Il n'y avait que Sébastien qui était là, il s'ennuyait. En me voyant, son visage s'illumina. Il me gratifia d'un de ses sourires charmeurs :

"Bonsoir Ninou, je suis heureux de te voir. Le temps va me sembler moins long, parce que ce soir...". Il laissa sa phrase en suspend tout en me dévisageant...

Je commençais l'échauffement par quelques kilomètres à vélo. J'avais mis mon caleçon noir moulant et mon petit haut blanc, celui qui mettait mes courbes en valeur… Le vélo fini, il m'invitait à faire quelques exercices de musculation. A chaque banc, il s'occupait de moi, toujours un peu plus près. Je sentais son souffle dans mon cou.

Un peu plus d'une heure plus tard, fatiguée, je décidais d'aller me détendre dans la piscine, faire aussi quelques longueurs. Il me laissait aller prendre une douche et passer mon maillot de bain.

En revenant, il ne me quittait pas des yeux... Son regard me gênait. Prestement, je plongeais. Ah, comme cette eau fraîche me faisait du bien. Elle apaisait mes muscles meurtris par l'exercice. Je nageais appréciant le contact de l'eau sur ma peau. Les minutes passaient. J'allais devoir partir, mais n'avais aucune envie de quitter cette eau dans laquelle je me sentais si bien.

Sébastien était parti ranger la salle. J'entendais les portes se fermer. Il éteignait les lumières de l'entrée. Je m'apprêtais à sortir quand il entra dans la salle.

- Non, ne bouge pas, tu as l'air si bien...

Il ne m'en fallait pas plus pour rester. De nouveau, je plongeais et me laissais bercer par l'eau.
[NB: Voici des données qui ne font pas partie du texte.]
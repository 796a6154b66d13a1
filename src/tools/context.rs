use super::assessment::{Findings, IssueRecord};
use super::error::ToolError;
use super::notes::ReviewNotes;
use super::query::{PackageQuery, RpmCommand};
use super::request::ToolRequest;
use super::rpm::RpmInspector;
use super::spec_file::SpecReader;
use super::srpm::BuildTrees;
use std::path::PathBuf;
use std::sync::Arc;

/// State shared by all tool handlers of one review.
///
/// Owned by the review driver and handed to every registry it builds, so
/// findings and caches live exactly as long as the review.
pub struct ToolContext {
    rpm: RpmInspector,
    trees: BuildTrees,
    specs: SpecReader,
    findings: Findings,
    notes: ReviewNotes,
}

impl ToolContext {
    pub fn new(query: Arc<dyn PackageQuery>) -> Self {
        Self {
            rpm: RpmInspector::new(query),
            trees: BuildTrees::new(),
            specs: SpecReader::default(),
            findings: Findings::new(),
            notes: ReviewNotes::new(),
        }
    }

    /// Context backed by the system `rpm` tools
    pub fn with_rpm_tools() -> Self {
        Self::new(Arc::new(RpmCommand::new()))
    }

    pub fn with_build_root(mut self, root: impl Into<PathBuf>) -> Self {
        self.trees = BuildTrees::with_default_root(root);
        self
    }

    pub fn with_spec_rereads(mut self, allow: bool) -> Self {
        self.specs = SpecReader::new(!allow);
        self
    }

    pub fn rpm(&self) -> &RpmInspector {
        &self.rpm
    }

    pub fn build_trees(&self) -> &BuildTrees {
        &self.trees
    }

    pub fn findings(&self) -> &Findings {
        &self.findings
    }

    pub fn notes(&self) -> &ReviewNotes {
        &self.notes
    }

    /// Runs one decoded tool call and renders its output
    pub async fn execute(&self, request: ToolRequest) -> Result<String, ToolError> {
        match request {
            ToolRequest::RpmFileList(args) => {
                let entries = self
                    .rpm
                    .list_contents(&args.rpm_file, &args.search_dir, args.max_depth)
                    .await?;
                Ok(render_list(entries, &args.search_dir))
            }
            ToolRequest::RpmName(args) => self.rpm.package_name(&args.rpm_file).await,
            ToolRequest::RpmDependencyInfo(args) => {
                let entries = self.rpm.dependency_info(&args.rpm_file).await?;
                Ok(entries.join("\n"))
            }
            ToolRequest::RpmReadFile(args) => {
                self.rpm
                    .read_file(&args.rpm_file, &args.file_path, args.max_lines)
                    .await
            }
            ToolRequest::SpecContents(args) => self.specs.read(&args.spec_file, args.force),
            ToolRequest::SrpmExploreFiles(args) => {
                let entries =
                    self.trees
                        .explore(&args.srpm_file, &args.search_dir, args.max_depth)?;
                Ok(render_list(entries, &args.search_dir))
            }
            ToolRequest::SrpmReadFile(args) => {
                self.trees
                    .read_file(&args.srpm_file, &args.file_path, args.max_lines)
            }
            ToolRequest::DeclareLicenseIssue(args) => {
                let record = IssueRecord::validate(
                    &args.file,
                    args.has_issue,
                    &args.severity,
                    args.description,
                )?;
                let message = format!("Assessment recorded for {}.", record.file);
                self.findings.record(record);
                Ok(message)
            }
            ToolRequest::MarkFileForInspection(args) => {
                self.notes.mark_file(&args.file, args.reason)
            }
            ToolRequest::ApiFeedback(args) => {
                Ok(self.notes.record_feedback(&args.api, &args.feedback))
            }
        }
    }
}

fn render_list(entries: Vec<String>, search_dir: &str) -> String {
    if entries.is_empty() {
        format!("No files found under {}", search_dir)
    } else {
        entries.join("\n")
    }
}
C'est alors que les choses se sont accélérées. Il enlevait son t.shirt et son jogging. Son corps que j'avais jusqu'alors imaginé, m'apparaissait. Il était beau, les épaules carrées, l'ensemble harmonieusement musclé. Il me souriait. A son tour il plongea et se retrouva rapidement à côté de moi. Je tremblais... Je n'avais pas froid, j'étais intimidée et en même temps je sentais le désir et la chaleur monter en moi. Je ne bougeais pas, j'attendais, je voulais voir ce qu'il allait se passer. Et il m'éclaboussa !!!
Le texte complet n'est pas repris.